We conclude that petal growth in Eustoma is divided into four phases, based on the activities of cell division and expansion, and that petal growth in the final phase is mainly due to cell expansion with marked enlargement of vacuoles.
Petal growth associated with flower opening is due to cell expansion. To elucidate the role of soluble carbohydrates in expansion of petal cells in Eustoma grandiflorum, its soluble carbohydrates were identified, and changes in their subcellular concentrations during flower opening were investigated. In addition to glucose, fructose, sucrose, and myo-inositol, D-bornesitol was identified using 1 H-NMR. D-Bornesitol was the major soluble carbohydrate in leaves and stems. Given that cyclitols are known to be the translocated carbohydrates in alfalfa, phloem exudate was analyzed. However, the translocated carbohydrate was suggested to be sucrose, and not D-bornesitol. In the petals, glucose and sucrose content increased whereas D-bornesitol and myo-inositol contents were almost constant during flower opening. The fructose content in petals was very low. Glucose, sucrose, myo-inositol, and D-bornesitol were found mainly in the vacuole, although sucrose was also found in the cytoplasm.
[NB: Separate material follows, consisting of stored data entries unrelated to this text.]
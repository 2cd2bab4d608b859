use serde::{Deserialize, Serialize};
use std::fmt;

#[derive(Debug, Serialize, Deserialize)]
pub enum AppError {
    Internal(String),
    NotFound(String),
    /// Bad user input: no file, unreadable file, malformed CSV row.
    InputError(String),
    /// The session is not in a state that allows the action.
    PreconditionError(String),
    EngineError(String),
    PersistenceError(String),
    SecurityError(String),
    ConfigError(String),
    IoError(String),
}

impl AppError {
    pub fn status_code(&self) -> u16 {
        match self {
            AppError::InputError(_) => 400,
            AppError::NotFound(_) => 404,
            AppError::PreconditionError(_) => 409,
            AppError::EngineError(_) => 502,
            AppError::Internal(_)
            | AppError::PersistenceError(_)
            | AppError::SecurityError(_)
            | AppError::ConfigError(_)
            | AppError::IoError(_) => 500,
        }
    }
}

impl fmt::Display for AppError {
    fn fmt(&self, f: &mut fmt::Formatter<'_>) -> fmt::Result {
        match self {
            AppError::Internal(msg) => write!(f, "Internal error: {}", msg),
            AppError::NotFound(msg) => write!(f, "Not found: {}", msg),
            AppError::InputError(msg) => write!(f, "Input error: {}", msg),
            AppError::PreconditionError(msg) => write!(f, "Precondition failed: {}", msg),
            AppError::EngineError(msg) => write!(f, "Engine error: {}", msg),
            AppError::PersistenceError(msg) => write!(f, "Persistence error: {}", msg),
            AppError::SecurityError(msg) => write!(f, "Security error: {}", msg),
            AppError::ConfigError(msg) => write!(f, "Config error: {}", msg),
            AppError::IoError(msg) => write!(f, "IO error: {}", msg),
        }
    }
}

impl std::error::Error for AppError {}

impl From<std::io::Error> for AppError {
    fn from(err: std::io::Error) -> Self {
        AppError::IoError(err.to_string())
    }
}

impl From<csv::Error> for AppError {
    fn from(err: csv::Error) -> Self {
        AppError::InputError(format!("Failed to parse CSV: {}", err))
    }
}

impl From<serde_json::Error> for AppError {
    fn from(err: serde_json::Error) -> Self {
        AppError::PersistenceError(err.to_string())
    }
}

pub type Result<T> = std::result::Result<T, AppError>;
In the petals of open flowers, glucose and sucrose concentrations in the vacuole increased to 60 and 53 mM. Inorganic ion concentrations in the symplast and apoplast did not increase during flower opening. The osmotic potential of the symplast and apoplast in the petals was lower at the open stage than the potential of those at the bud stage, and this difference was mainly attributed to increases in glucose and sucrose concentrations. The results suggest that the accumulation of glucose and sucrose in the vacuole reduces the symplastic osmotic potential, which appears to be involved in the cell expansion associated with flower opening, but that the contribution of D-bornesitol as an osmoticum to cell expansion is limited in Eustoma.